→ **What you should do**
From the very first line down to the line containing "and snapped to downbeats", write out the material exactly as it appears, and no more.
BEGIN Data for the task
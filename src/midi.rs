//! # MIDI Ingestion
//!
//! Read a Standard MIDI File into the plain structure the timeline engine works on.
//!
//! ## Purpose
//! A captured `.mid` file carries everything the engine needs, scattered across
//! tracks: tempo and time-signature meta events, chord labels typed as text or
//! marker events, and the notes themselves. [`ParsedMidi`] gathers them onto one
//! absolute tick axis; [`ParsedMidi::chord_events`] then decides where the song's
//! chords come from:
//!
//! 1. **Text** - text/marker events that parse as chord labels
//! 2. **Notes** - when there are too few labels, chords are recognized from the
//!    notes sounding on a half-beat grid (drums excluded) and snapped to downbeats
//! 3. **Bar grid** - with neither, one `N.C.` per bar keeps the grid intact
//!
//! ## Example
//! ```rust
//! use chartgrid::midi::bpm_hint_from_name;
//!
//! assert_eq!(bpm_hint_from_name("Song_128_BPM.mid"), Some(128.0));
//! assert_eq!(bpm_hint_from_name("take (96.5 bpm).mid"), Some(96.5));
//! assert_eq!(bpm_hint_from_name("take 900bpm.mid"), None);
//! ```

use std::collections::{BTreeSet, HashMap};
use std::path::Path;

use log::{debug, info, warn};
use midly::{MetaMessage, MidiMessage, Smf, Timing, TrackEventKind};
use once_cell::sync::Lazy;
use regex::Regex;
use serde::{Deserialize, Serialize};

use crate::chord::{detect_chord_name, is_chord_label};
use crate::config::MidiConfig;
use crate::error::{Result, TimelineError};
use crate::quantize::{snap_to_downbeats, RawChordEvent};
use crate::tempo::{TempoMap, TimeSignature, DEFAULT_BPM};

/// General MIDI percussion channel (channel 10, 0-based 9).
pub const DRUM_CHANNEL: u8 = 9;

/// Downbeat window, in beats, for chords recognized from notes.
const INFERRED_SNAP_BEATS: f64 = 0.9;

static BPM_IN_NAME: Lazy<Regex> =
    Lazy::new(|| Regex::new(r"(?i)(\d+(?:\.\d+)?)\s*[_\-\s]*BPM").expect("static regex"));

#[derive(Debug, Clone, Copy, PartialEq, Eq, Serialize, Deserialize)]
#[serde(rename_all = "lowercase")]
pub enum TextKind {
    Text,
    /// Marker and cue-point events.
    Marker,
    Lyric,
}

/// A text-like meta event at an absolute tick.
#[derive(Debug, Clone, PartialEq, Serialize, Deserialize)]
pub struct TextEvent {
    pub tick: u64,
    pub text: String,
    pub kind: TextKind,
}

/// A note from note-on to note-off. `tick_off` is `None` when the file never
/// released it.
#[derive(Debug, Clone, Copy, PartialEq, Serialize, Deserialize)]
pub struct NoteSpan {
    pub tick_on: u64,
    pub tick_off: Option<u64>,
    pub pitch: u8,
    pub velocity: u8,
    pub channel: u8,
    pub program: u8,
}

/// Everything the engine reads from a MIDI file, on one absolute tick axis.
#[derive(Debug, Clone, PartialEq, Serialize, Deserialize)]
pub struct ParsedMidi {
    pub ppqn: u32,
    pub time_sig: TimeSignature,
    /// `(tick, bpm)` in file order.
    pub tempo_events: Vec<(u64, f64)>,
    /// Text, marker and lyric events sorted by tick.
    pub events: Vec<TextEvent>,
    pub notes: Vec<NoteSpan>,
    pub max_tick: u64,
    /// Tempo guessed from the file name, used when the file carries none.
    #[serde(default)]
    pub bpm_hint: Option<f64>,
}

impl ParsedMidi {
    /// Parse Standard MIDI File bytes.
    ///
    /// # Errors
    /// `MidiParse` for malformed data, `UnsupportedTiming` for SMPTE timecode files.
    pub fn from_bytes(bytes: &[u8]) -> Result<Self> {
        let smf = Smf::parse(bytes).map_err(|e| TimelineError::MidiParse(e.to_string()))?;
        let ppqn = match smf.header.timing {
            Timing::Metrical(tpb) => tpb.as_int() as u32,
            Timing::Timecode(..) => return Err(TimelineError::UnsupportedTiming),
        };

        let mut time_sig = TimeSignature::default();
        let mut tempo_events = Vec::new();
        let mut events = Vec::new();
        let mut notes: Vec<NoteSpan> = Vec::new();
        let mut open: HashMap<(u8, u8), Vec<usize>> = HashMap::new();
        let mut programs = [0u8; 16];
        let mut max_tick = 0u64;

        for track in &smf.tracks {
            let mut tick = 0u64;
            for event in track {
                tick += event.delta.as_int() as u64;
                max_tick = max_tick.max(tick);
                match event.kind {
                    TrackEventKind::Meta(MetaMessage::Tempo(us_per_beat)) => {
                        let us = us_per_beat.as_int().max(1) as f64;
                        tempo_events.push((tick, 60_000_000.0 / us));
                    }
                    TrackEventKind::Meta(MetaMessage::TimeSignature(num, den_pow, _, _)) => {
                        let den = 1u32.checked_shl(den_pow as u32).unwrap_or(4);
                        time_sig = TimeSignature::new(num as u32, den);
                    }
                    TrackEventKind::Meta(MetaMessage::Text(bytes)) => {
                        events.push(text_event(tick, bytes, TextKind::Text));
                    }
                    TrackEventKind::Meta(MetaMessage::Marker(bytes))
                    | TrackEventKind::Meta(MetaMessage::CuePoint(bytes)) => {
                        events.push(text_event(tick, bytes, TextKind::Marker));
                    }
                    TrackEventKind::Meta(MetaMessage::Lyric(bytes)) => {
                        events.push(text_event(tick, bytes, TextKind::Lyric));
                    }
                    TrackEventKind::Midi { channel, message } => {
                        let channel = channel.as_int();
                        match message {
                            MidiMessage::NoteOn { key, vel } if vel.as_int() > 0 => {
                                open.entry((channel, key.as_int())).or_default().push(notes.len());
                                notes.push(NoteSpan {
                                    tick_on: tick,
                                    tick_off: None,
                                    pitch: key.as_int(),
                                    velocity: vel.as_int(),
                                    channel,
                                    program: programs[channel as usize & 0x0f],
                                });
                            }
                            MidiMessage::NoteOn { key, .. } | MidiMessage::NoteOff { key, .. } => {
                                if let Some(idx) = open.get_mut(&(channel, key.as_int())).and_then(Vec::pop) {
                                    notes[idx].tick_off = Some(tick);
                                }
                            }
                            MidiMessage::ProgramChange { program } => {
                                programs[channel as usize & 0x0f] = program.as_int();
                            }
                            _ => {}
                        }
                    }
                    _ => {}
                }
            }
        }

        events.sort_by_key(|e: &TextEvent| e.tick);
        debug!(
            "Parsed MIDI: ppqn {}, {}/{}, {} tempo event(s), {} text event(s), {} note(s)",
            ppqn,
            time_sig.numerator,
            time_sig.denominator,
            tempo_events.len(),
            events.len(),
            notes.len()
        );

        Ok(ParsedMidi {
            ppqn,
            time_sig,
            tempo_events,
            events,
            notes,
            max_tick,
            bpm_hint: None,
        })
    }

    /// Read and parse a file, taking a tempo hint from its name.
    pub fn from_path<P: AsRef<Path>>(path: P) -> Result<Self> {
        let path = path.as_ref();
        let bytes = std::fs::read(path)?;
        let hint = path
            .file_name()
            .and_then(|n| n.to_str())
            .and_then(bpm_hint_from_name);
        Ok(Self::from_bytes(&bytes)?.with_bpm_hint(hint))
    }

    pub fn with_bpm_hint(mut self, bpm_hint: Option<f64>) -> Self {
        self.bpm_hint = bpm_hint;
        self
    }

    /// The file's tempo map.
    ///
    /// A name hint replaces the tempo only when the file has no tempo events or
    /// just a single 120 BPM one.
    pub fn tempo_map(&self) -> TempoMap {
        let only_default = match self.tempo_events.as_slice() {
            [] => true,
            [(_, bpm)] => (bpm - DEFAULT_BPM).abs() < 1e-6,
            _ => false,
        };
        match self.bpm_hint {
            Some(hint) if only_default => {
                info!("Using tempo {} BPM from file name", hint);
                TempoMap::constant(hint)
            }
            _ => TempoMap::from_tick_tempos(self.ppqn, &self.tempo_events),
        }
    }

    /// Length of the file in seconds.
    pub fn duration_s(&self, tempo: &TempoMap) -> f64 {
        tempo.tick_to_seconds(self.max_tick, self.ppqn)
    }

    /// Text and marker events whose text parses as a chord label.
    pub fn text_chord_events(&self) -> Vec<RawChordEvent> {
        self.events
            .iter()
            .filter(|e| e.kind != TextKind::Lyric)
            .filter(|e| is_chord_label(e.text.trim()))
            .map(|e| RawChordEvent::text(e.tick, e.text.trim()))
            .collect()
    }

    /// Chords recognized from the notes sounding on a `ppqn / chord_grid_div` grid.
    ///
    /// Notes never released last one beat. Consecutive identical chords merge, and
    /// the result is snapped to downbeats within 0.9 beats.
    pub fn infer_chord_events(&self, cfg: &MidiConfig) -> Vec<RawChordEvent> {
        let ppqn = self.ppqn.max(1) as u64;
        let spans: Vec<(u64, u64, u8)> = self
            .notes
            .iter()
            .filter(|n| !(cfg.ignore_drums && n.channel == DRUM_CHANNEL))
            .map(|n| {
                let off = n.tick_off.unwrap_or(n.tick_on + ppqn);
                let off = if off <= n.tick_on { n.tick_on + (ppqn / 2).max(1) } else { off };
                (n.tick_on, off, n.pitch % 12)
            })
            .collect();
        if spans.is_empty() {
            return Vec::new();
        }

        let last_tick = if self.max_tick > 0 {
            self.max_tick
        } else {
            spans.iter().map(|s| s.1).max().unwrap_or(0)
        };
        let step = ((ppqn as f64 / cfg.chord_grid_div.max(1) as f64).round() as u64).max(1);

        let mut inferred = Vec::new();
        let mut current: Option<(u64, String)> = None;
        let mut t = 0u64;
        while t <= last_tick {
            let pcs: BTreeSet<u8> = spans
                .iter()
                .filter(|(on, off, _)| *on <= t && t < *off)
                .map(|s| s.2)
                .collect();
            let name = detect_chord_name(pcs);
            if name.as_ref() != current.as_ref().map(|c| &c.1) {
                if let Some((start, label)) = current.take() {
                    inferred.push(RawChordEvent::inferred(start, label));
                }
                current = name.map(|n| (t, n));
            }
            t += step;
        }
        if let Some((start, label)) = current {
            inferred.push(RawChordEvent::inferred(start, label));
        }

        snap_to_downbeats(&inferred, self.ppqn, self.time_sig, INFERRED_SNAP_BEATS)
    }

    /// The song's chord events, from text labels, from notes, or as a bare bar grid.
    pub fn chord_events(&self, cfg: &MidiConfig) -> Vec<RawChordEvent> {
        let mut events = self.text_chord_events();

        if events.len() < cfg.min_text_chords {
            let inferred = self.infer_chord_events(cfg);
            if !inferred.is_empty() {
                info!("Inferred {} chord event(s) from notes", inferred.len());
                if inferred.len() > events.len() {
                    events = inferred;
                } else {
                    events.extend(inferred);
                }
            }
            if events.is_empty() && self.max_tick > 0 {
                let ticks_per_bar = self.time_sig.ticks_per_bar(self.ppqn);
                let bars = self.max_tick / ticks_per_bar + 1;
                events = (0..bars)
                    .map(|i| RawChordEvent::grid(i * ticks_per_bar))
                    .collect();
                info!("Synthesized {} bar grid event(s)", events.len());
            }
        }

        if events.is_empty() {
            warn!("No chord events derived; file empty?");
        }
        events.sort_by_key(|e| e.tick);
        events
    }
}

fn text_event(tick: u64, bytes: &[u8], kind: TextKind) -> TextEvent {
    TextEvent {
        tick,
        text: String::from_utf8_lossy(bytes).trim().to_string(),
        kind,
    }
}

/// Tempo written into a file name (`_130_BPM`, `(130 BPM)`, `130bpm`), if it
/// falls within 20..=300.
pub fn bpm_hint_from_name(name: &str) -> Option<f64> {
    let caps = BPM_IN_NAME.captures(name)?;
    let bpm: f64 = caps[1].parse().ok()?;
    (20.0..=300.0).contains(&bpm).then_some(bpm)
}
END Data for the task
→ **Written answer**
filename src/midi.rs
//! # MIDI Ingestion
//!
//! Read a Standard MIDI File into the plain structure the timeline engine works on.
//!
//! ## Purpose
//! A captured `.mid` file carries everything the engine needs, scattered across
//! tracks: tempo and time-signature meta events, chord labels typed as text or
//! marker events, and the notes themselves. [`ParsedMidi`] gathers them onto one
//! absolute tick axis; [`ParsedMidi::chord_events`] then decides where the song's
//! chords come from:
//!
//! 1. **Text** - text/marker events that parse as chord labels
//! 2. **Notes** - when there are too few labels, chords are recognized from the
//!    notes sounding on a half-beat grid (drums excluded) and snapped to downbeats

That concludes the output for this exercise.